Numéro 8 Août 2014 par Geneviève Warland

août 2014

Le 4 aout 2014 s’ouvrent les com­mé­mo­ra­tions du cen­te­naire de la Pre­mière Guerre mon­diale en Bel­gique. Seront rame­nées à notre mémoire et hono­rées les mil­lions de vies humaines détruites par la bru­ta­li­té de la guerre ; seront évo­quées la res­pon­sa­bi­li­té face à l’avenir et la conso­li­da­tion de la paix sur le conti­nent euro­péen et dans le monde. Les trois contri­bu­tions à ce […]

Le 4 aout 2014 s’ouvrent les com­mé­mo­ra­tions du cen­te­naire de la Pre­mière Guerre mon­diale en Bel­gique. Seront rame­nées à notre mémoire et hono­rées les mil­lions de vies humaines détruites par la bru­ta­li­té de la guerre1 ; seront évo­quées la res­pon­sa­bi­li­té face à l’avenir et la conso­li­da­tion de la paix sur le conti­nent euro­péen et dans le monde.

Les trois contri­bu­tions à ce dos­sier apportent des éclai­rages sur l’histoire et la mémoire de la Grande Guerre à par­tir des exper­tises de l’historien, du psy­cho­logue et du jour­na­liste. Elles sont pré­cé­dées d’un bref cadre his­to­rique don­nant des indi­ca­tions sur le contexte au début de la guerre. Ce cadre aborde la thé­ma­tique d’une double guerre lors du pas­sage des troupes alle­mandes sur le ter­ri­toire belge : d’une part, contre l’armée et, d’autre part, contre la popu­la­tion civile.

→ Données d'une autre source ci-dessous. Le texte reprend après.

//! railhud binary entrypoint kept minimal. The full runtime lives in `app`.

mod app;
mod args;
mod consist;
mod events;
mod hud;
mod state;
mod theme;
mod ui;
mod util;

use clap::Parser;
use std::sync::OnceLock;
use std::{fmt, time::SystemTime};

struct RailhudTimer;

impl tracing_subscriber::fmt::time::FormatTime for RailhudTimer {
    fn format_time(&self, w: &mut tracing_subscriber::fmt::format::Writer<'_>) -> fmt::Result {
        let secs = match SystemTime::now().duration_since(std::time::UNIX_EPOCH) {
            Ok(d) => d.as_secs() as i64,
            Err(_) => 0,
        };
        let s = crate::util::ts_to_date(Some(secs)); // "YYYY-MM-DD HH:MM:SS"
        let ts = s.replacen(' ', "-T", 1); // "YYYY-MM-DD-T HH:MM:SS"
        w.write_str(&ts)
    }
}

static LOG_GUARD: OnceLock<tracing_appender::non_blocking::WorkerGuard> = OnceLock::new();

#[tokio::main]
async fn main() {
    let parsed = args::Args::parse();

    // Initialize tracing logger writing to ~/.config/railhud/logs/railhud.log
    {
        let mut log_path = crate::theme::logs_dir();
        log_path.push("railhud.log");
        let default_filter = args::determine_log_level(&parsed);
        match std::fs::OpenOptions::new()
            .create(true)
            .append(true)
            .open(&log_path)
        {
            Ok(file) => {
                let (non_blocking, guard) = tracing_appender::non_blocking(file);
                let env_filter = tracing_subscriber::EnvFilter::try_from_default_env()
                    .unwrap_or_else(|_| tracing_subscriber::EnvFilter::new(&default_filter));
                tracing_subscriber::fmt()
                    .with_env_filter(env_filter)
                    .with_target(false)
                    .with_ansi(false)
                    .with_writer(non_blocking)
                    .with_timer(RailhudTimer)
                    .init();
                let _ = LOG_GUARD.set(guard);
                tracing::info!(path = %log_path.display(), "logging initialized");
            }
            Err(e) => {
                // Fallback: init stderr logger to avoid blocking startup
                let env_filter = tracing_subscriber::EnvFilter::try_from_default_env()
                    .unwrap_or_else(|_| tracing_subscriber::EnvFilter::new(&default_filter));
                tracing_subscriber::fmt()
                    .with_env_filter(env_filter)
                    .with_target(false)
                    .with_ansi(true)
                    .with_timer(RailhudTimer)
                    .init();
                tracing::warn!(error = %e, "failed to open log file; using stderr");
            }
        }
    }

    tracing::info!(freeze = parsed.freeze, "railhud starting");
    if let Err(err) = app::run(parsed).await {
        tracing::error!(error = ?err, "Application error");
        eprintln!("railhud: {err}");
    }
    tracing::info!("railhud exited");
}

#[cfg(test)]
mod tests {
    /// What: FormatTime impl writes a non-empty timestamp without panicking
    ///
    /// - Input: Tracing writer buffer
    /// - Output: Buffer receives some content
    #[test]
    fn railhud_timer_formats_time_without_panic() {
        use tracing_subscriber::fmt::time::FormatTime;
        let mut buf = String::new();
        let mut writer = tracing_subscriber::fmt::format::Writer::new(&mut buf);
        let t = super::RailhudTimer;
        let _ = t.format_time(&mut writer);
        assert!(!buf.is_empty());
    }
}
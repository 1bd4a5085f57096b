//! HUD rendering: tab bar, paginated status table, and keybinding footer.
//!
//! The draw pass measures the table block's inner area, refreshes the
//! pagination engine against that viewport, and renders the visible
//! (row-page, column-page) slice. Input handling has already run for the
//! frame, so the cursor the renderer sees is current.

pub mod helpers;

use ratatui::{
    Frame,
    layout::{Constraint, Direction, Layout},
    style::{Modifier, Style},
    text::{Line, Span},
    widgets::{Block, BorderType, Borders, Paragraph},
};

use crate::hud::{self, Viewport};
use crate::state::HudState;
use crate::theme::theme;

/// Draw one frame of the HUD into `f`.
pub fn ui(f: &mut Frame, app: &mut HudState) {
    let th = theme();
    let area = f.area();

    // Background
    f.render_widget(Block::default().style(Style::default().bg(th.base)), area);

    let footer_h: u16 = if app.show_keybinds_footer && !app.cursor.full_screen {
        4
    } else {
        0
    };
    let chunks = Layout::default()
        .direction(Direction::Vertical)
        .constraints([
            Constraint::Length(1),
            Constraint::Min(3),
            Constraint::Length(footer_h),
        ])
        .split(area);

    f.render_widget(Paragraph::new(helpers::tab_bar(&th, app.tab)), chunks[0]);

    // The inner area inside the borders drives the viewport maths; the line
    // fitter reserves the navigation overlay line itself.
    let table_area = chunks[1];
    let inner_w = table_area.width.saturating_sub(2).max(1);
    let inner_h = table_area.height.saturating_sub(2).max(1);
    let viewport = Viewport::from_cells(inner_w, inner_h);
    hud::refresh(app, &viewport);

    let visible = hud::visible_lines(&app.table, &app.row_paging, app.cursor.row_page);
    let hdr = app.table.header_rows();
    let mut lines: Vec<Line<'static>> = Vec::with_capacity(visible.len() + 1);
    for (i, line) in visible.iter().enumerate() {
        let shown = if app.cursor.col_page == 0 {
            // Default view: the full line, clipped at the right edge.
            line.clone()
        } else {
            hud::columns::page_for_cursor(line, app.cursor.col_page, 0, viewport.chars_per_line())
        };
        lines.push(helpers::line_spans(&shown, &th, i < hdr));
    }
    if let Some(nav) = helpers::nav_labels(
        &app.cursor,
        app.tab,
        app.train.loco_paging_allowed(),
        app.train.steam_lead(),
        &th,
    ) {
        lines.push(nav);
    }

    let mut title = format!(" {} ", app.tab.title());
    if app.sub_view_pinned {
        title.push_str("[pinned] ");
    }
    let table_widget = Paragraph::new(lines)
        .style(Style::default().fg(th.text).bg(th.base))
        .block(
            Block::default()
                .title(Span::styled(
                    title,
                    Style::default().fg(th.mauve).add_modifier(Modifier::BOLD),
                ))
                .borders(Borders::ALL)
                .border_type(BorderType::Rounded)
                .border_style(Style::default().fg(th.surface1)),
        );
    f.render_widget(table_widget, table_area);

    if footer_h > 0 {
        render_footer(f, chunks[2], app, &th);
    }
}

/// Keybindings footer in three lines plus the train designation.
fn render_footer(
    f: &mut Frame,
    area: ratatui::prelude::Rect,
    app: &HudState,
    th: &crate::theme::Theme,
) {
    let label = Style::default().fg(th.overlay1);
    let keys = Style::default().fg(th.subtext0);

    let l1: Vec<Span> = vec![
        Span::styled("GLOBALS:", label),
        Span::styled(" q/Ctrl+C=quit", keys),
        Span::raw("  "),
        Span::styled("f=fullscreen", keys),
    ];
    let l2: Vec<Span> = vec![
        Span::styled("TABS:", label),
        Span::styled(" Tab/S-Tab=switch", keys),
        Span::raw("  "),
        Span::styled("1-5=jump", keys),
    ];
    let l3: Vec<Span> = vec![
        Span::styled("PAGES:", label),
        Span::styled(" PgUp/PgDn=rows", keys),
        Span::raw("  "),
        Span::styled("\u{2190}/\u{2192}=columns", keys),
        Span::raw("  "),
        Span::styled("n/p=loco", keys),
        Span::raw("  "),
        Span::styled("b=pin", keys),
    ];
    let l4: Vec<Span> = vec![Span::styled(
        app.train.name.clone(),
        Style::default().fg(th.green),
    )];

    let footer = Paragraph::new(vec![
        Line::from(l1),
        Line::from(l2),
        Line::from(l3),
        Line::from(l4),
    ])
    .style(Style::default().fg(th.subtext0).bg(th.mantle));
    f.render_widget(footer, area);
}
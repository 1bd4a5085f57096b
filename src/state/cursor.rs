//! The 2-D pagination cursor driven by navigation commands.
//!
//! The cursor tracks the current row-page, column-page, and locomotive-page
//! indices plus a full-screen flag. Totals are recomputed every refresh from
//! the viewport and content sizes; navigation clamps against those totals and
//! never wraps. There is exactly one cursor per running viewer and it is
//! passed explicitly into the refresh and input-handling paths.

use crate::state::types::HudTab;

/// Mutable pagination state for the HUD window.
///
/// Invariant: every current index stays within `[lower bound, total]`;
/// `row_page` is 1-based, `col_page` uses 0 for the default (unpaginated)
/// view and 1-based values for explicit column pages, and `loco_page` uses 0
/// for the all-locomotives aggregate view.
#[derive(Clone, Copy, Debug, PartialEq, Eq)]
pub struct PageCursor {
    /// Current row page, 1-based.
    pub row_page: usize,
    /// Total row pages for the current content and viewport.
    pub total_row_pages: usize,
    /// Current column page; 0 means the default unpaginated view.
    pub col_page: usize,
    /// Total column pages; 0 when every row fits the viewport width.
    pub total_col_pages: usize,
    /// Current locomotive page; 0 means the aggregate view.
    pub loco_page: usize,
    /// Total locomotive pages (number of locomotives in the consist).
    pub total_loco_pages: usize,
    /// Whether the HUD covers the whole terminal instead of its band.
    pub full_screen: bool,
}

impl Default for PageCursor {
    fn default() -> Self {
        Self {
            row_page: 1,
            total_row_pages: 1,
            col_page: 0,
            total_col_pages: 0,
            loco_page: 0,
            total_loco_pages: 0,
            full_screen: false,
        }
    }
}

impl PageCursor {
    /// Advance one row page, clamped at the last page.
    ///
    /// Callers gate this on any pinned fixed-size sub-view; the cursor itself
    /// only clamps.
    pub fn page_down(&mut self) {
        self.row_page = (self.row_page + 1).min(self.total_row_pages.max(1));
    }

    /// Go back one row page, clamped at page 1.
    pub fn page_up(&mut self) {
        self.row_page = self.row_page.saturating_sub(1).max(1);
    }

    /// Advance one column page, clamped at the last column page.
    pub fn page_right(&mut self) {
        self.col_page = (self.col_page + 1).min(self.total_col_pages);
    }

    /// Go back one column page; 0 restores the default view.
    pub fn page_left(&mut self) {
        self.col_page = self.col_page.saturating_sub(1);
    }

    /// Advance to the next locomotive page, clamped.
    ///
    /// Callers gate this on the consist allowing locomotive paging.
    pub fn next_loco(&mut self) {
        self.loco_page = (self.loco_page + 1).min(self.total_loco_pages);
    }

    /// Go back one locomotive page; 0 is the aggregate view.
    pub fn prev_loco(&mut self) {
        self.loco_page = self.loco_page.saturating_sub(1);
    }

    /// Flip the full-screen flag and return to the first page in both axes.
    pub fn toggle_full_screen(&mut self) {
        self.full_screen = !self.full_screen;
        self.row_page = 1;
        self.col_page = 0;
    }

    /// Reset for a tab switch.
    ///
    /// Totals collapse until the next refresh recomputes them; the
    /// locomotive sub-cursor starts on the first locomotive only for the
    /// Locomotive tab.
    pub fn reset(&mut self, tab: HudTab) {
        self.row_page = 1;
        self.total_row_pages = 1;
        self.col_page = 0;
        self.total_col_pages = 0;
        self.loco_page = if tab == HudTab::Locomotive { 1 } else { 0 };
    }

    /// Clamp current indices after totals were recomputed by a refresh.
    pub fn clamp_to_totals(&mut self) {
        self.row_page = self.row_page.min(self.total_row_pages.max(1));
        self.col_page = self.col_page.min(self.total_col_pages);
        self.loco_page = self.loco_page.min(self.total_loco_pages);
    }

    /// Whether the navigation overlay should be shown at all.
    ///
    /// The overlay auto-hides unless there is something to page through, with
    /// the Locomotive tab also showing it for multi-locomotive consists and
    /// for a steam lead (whose detail view is always paged).
    pub fn controls_visible(&self, tab: HudTab, multi_loco: bool, steam_lead: bool) -> bool {
        self.total_row_pages > 1
            || self.total_col_pages > 0
            || (tab == HudTab::Locomotive && (multi_loco || steam_lead))
    }
}
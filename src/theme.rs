//! Color palette, severity mapping, and config-directory paths.
//!
//! The palette is a small, opinionated set of colors used throughout the
//! HUD. Severities map onto the accent colors here so the mapping lives in
//! one table-driven place and the renderer stays mechanical.

use ratatui::style::Color;
use std::path::PathBuf;

use crate::state::types::Severity;

/// Application theme palette used by rendering code.
pub struct Theme {
    /// Primary background color for the canvas.
    pub base: Color,
    /// Slightly lighter background layer used behind panels.
    pub mantle: Color,
    /// Subtle surface color for borders of unfocused components.
    pub surface1: Color,
    /// Muted overlay color for titles and secondary chrome.
    pub overlay1: Color,
    /// Primary foreground text color.
    pub text: Color,
    /// Secondary text for less prominent content.
    pub subtext0: Color,
    /// Accent for emphasized headings and the active tab.
    pub mauve: Color,
    /// Accent for header rows and identifiers.
    pub lavender: Color,
    /// Info severity (cyan family).
    pub sapphire: Color,
    /// Caution severity.
    pub yellow: Color,
    /// Critical severity.
    pub red: Color,
    /// Positive state color.
    pub green: Color,
}

/// Construct a [`Color::Rgb`] from an 8-bit RGB triplet.
fn hex(rgb: (u8, u8, u8)) -> Color {
    Color::Rgb(rgb.0, rgb.1, rgb.2)
}

/// Return the application's default theme palette.
pub fn theme() -> Theme {
    Theme {
        base: hex((0x1e, 0x1e, 0x2e)),
        mantle: hex((0x18, 0x18, 0x25)),
        surface1: hex((0x45, 0x47, 0x5a)),
        overlay1: hex((0x7f, 0x84, 0x9c)),
        text: hex((0xcd, 0xd6, 0xf4)),
        subtext0: hex((0xa6, 0xad, 0xc8)),
        mauve: hex((0xcb, 0xa6, 0xf7)),
        lavender: hex((0xb4, 0xbe, 0xfe)),
        sapphire: hex((0x74, 0xc7, 0xec)),
        yellow: hex((0xf9, 0xe2, 0xaf)),
        red: hex((0xf3, 0x8b, 0xa8)),
        green: hex((0xa6, 0xe3, 0xa1)),
    }
}

impl Theme {
    /// Color for a status cell's severity.
    pub fn severity_color(&self, severity: Severity) -> Color {
        match severity {
            Severity::Normal => self.text,
            Severity::Info => self.sapphire,
            Severity::Caution => self.yellow,
            Severity::Critical => self.red,
        }
    }
}

/// Configuration directory (`$XDG_CONFIG_HOME/railhud` or
/// `~/.config/railhud`), created on first use.
pub fn config_dir() -> PathBuf {
    let base = std::env::var_os("XDG_CONFIG_HOME")
        .map(PathBuf::from)
        .or_else(|| std::env::var_os("HOME").map(|h| PathBuf::from(h).join(".config")))
        .unwrap_or_else(|| PathBuf::from("."));
    let dir = base.join("railhud");
    let _ = std::fs::create_dir_all(&dir);
    dir
}

/// Log directory under the config directory.
pub fn logs_dir() -> PathBuf {
    let dir = config_dir().join("logs");
    let _ = std::fs::create_dir_all(&dir);
    dir
}

/// Path of the persisted view state (active tab, last non-blank tab).
pub fn view_state_path() -> PathBuf {
    config_dir().join("view_state.json")
}

/// Path of the user settings file.
pub fn settings_path() -> PathBuf {
    config_dir().join("railhud.conf")
}

/// User settings loaded at startup from a key=value `.conf` file.
#[derive(Clone, Copy, Debug, PartialEq, Eq)]
pub struct Settings {
    /// Refresh interval of the HUD feed tick, milliseconds.
    pub refresh_ms: u64,
    /// Default tab index when no view state is persisted.
    pub default_tab: usize,
    /// Whether to render the keybindings footer.
    pub show_keybinds_footer: bool,
}

impl Default for Settings {
    fn default() -> Self {
        Self {
            refresh_ms: 200,
            default_tab: 0,
            show_keybinds_footer: true,
        }
    }
}

impl Settings {
    /// Parse settings from `.conf` text; unknown keys are ignored and
    /// malformed values keep their defaults.
    pub fn parse(text: &str) -> Self {
        let mut s = Self::default();
        for line in text.lines() {
            if crate::util::skip_comment_or_empty(line) {
                continue;
            }
            let Some((key, value)) = crate::util::parse_key_value(line) else {
                continue;
            };
            match key.as_str() {
                "refresh_ms" => {
                    if let Ok(v) = value.parse::<u64>() {
                        s.refresh_ms = v.clamp(50, 5000);
                    }
                }
                "default_tab" => {
                    if let Ok(v) = value.parse::<usize>() {
                        s.default_tab = v;
                    }
                }
                "show_keybinds_footer" => {
                    s.show_keybinds_footer = matches!(value.as_str(), "true" | "1" | "yes");
                }
                _ => {}
            }
        }
        s
    }

    /// Load settings from the default path, falling back to defaults when
    /// the file is absent or unreadable.
    pub fn load() -> Self {
        match std::fs::read_to_string(settings_path()) {
            Ok(text) => Self::parse(&text),
            Err(_) => Self::default(),
        }
    }
}

#[cfg(test)]
mod tests {
    use super::*;

    /// What: Settings parsing honors known keys, comments, and clamping
    ///
    /// - Input: A conf body with comments, valid keys, and an out-of-range
    ///   refresh value
    /// - Output: Parsed values with refresh clamped into its band
    #[test]
    fn theme_settings_parse() {
        let text = "# comment\nrefresh_ms = 10\ndefault_tab=3\nshow_keybinds_footer = no\nunknown = x\n";
        let s = Settings::parse(text);
        assert_eq!(s.refresh_ms, 50);
        assert_eq!(s.default_tab, 3);
        assert!(!s.show_keybinds_footer);
    }

    /// What: Empty settings text yields pure defaults
    ///
    /// - Input: Empty string
    /// - Output: `Settings::default()`
    #[test]
    fn theme_settings_defaults() {
        assert_eq!(Settings::parse(""), Settings::default());
    }

    /// What: Every severity maps to a distinct palette color
    ///
    /// - Input: All four severities
    /// - Output: Four distinct colors
    #[test]
    fn theme_severity_colors_distinct() {
        let th = theme();
        let colors = [
            th.severity_color(Severity::Normal),
            th.severity_color(Severity::Info),
            th.severity_color(Severity::Caution),
            th.severity_color(Severity::Critical),
        ];
        for i in 0..colors.len() {
            for j in (i + 1)..colors.len() {
                assert_ne!(colors[i], colors[j]);
            }
        }
    }
}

Dans l’interview menée par La Revue nou­velle avec l’historienne Lau­rence Van Yper­sele (UCL) et le psy­cho­logue Oli­vier Lumi­net (UCL), ces der­niers reviennent sur le sens que revêt l’acte de com­mé­mo­rer : non seule­ment pour se sou­ve­nir de la Pre­mière Guerre (dans l’expérience des com­bats et des vio­lences, qui sont, en outre, celles des réqui­si­tions, des pri­va­tions, des dépor­ta­tions, etc.), mais aus­si pour (ré)affirmer les valeurs consti­tu­tives de la socié­té actuelle. Ils répondent de manière argu­men­tée à la ques­tion de l’usage poli­tique de l’histoire tel que pra­ti­qué au Nord et au Sud du pays (on ver­ra que la vision de l’historienne fran­co­phone est lar­ge­ment par­ta­gée par le point de vue de l’historien néer­lan­do­phone). Fina­le­ment, ils expliquent ce qu’est, à leurs yeux, l’apport prin­ci­pal de l’historien, d’un côté, et du psy­cho­logue social, de l’autre, dans les acti­vi­tés de com­mé­mo­ra­tion de la Grande Guerre pour les quatre ans à venir, et ce en lien avec des pro­jets de recherche particuliers.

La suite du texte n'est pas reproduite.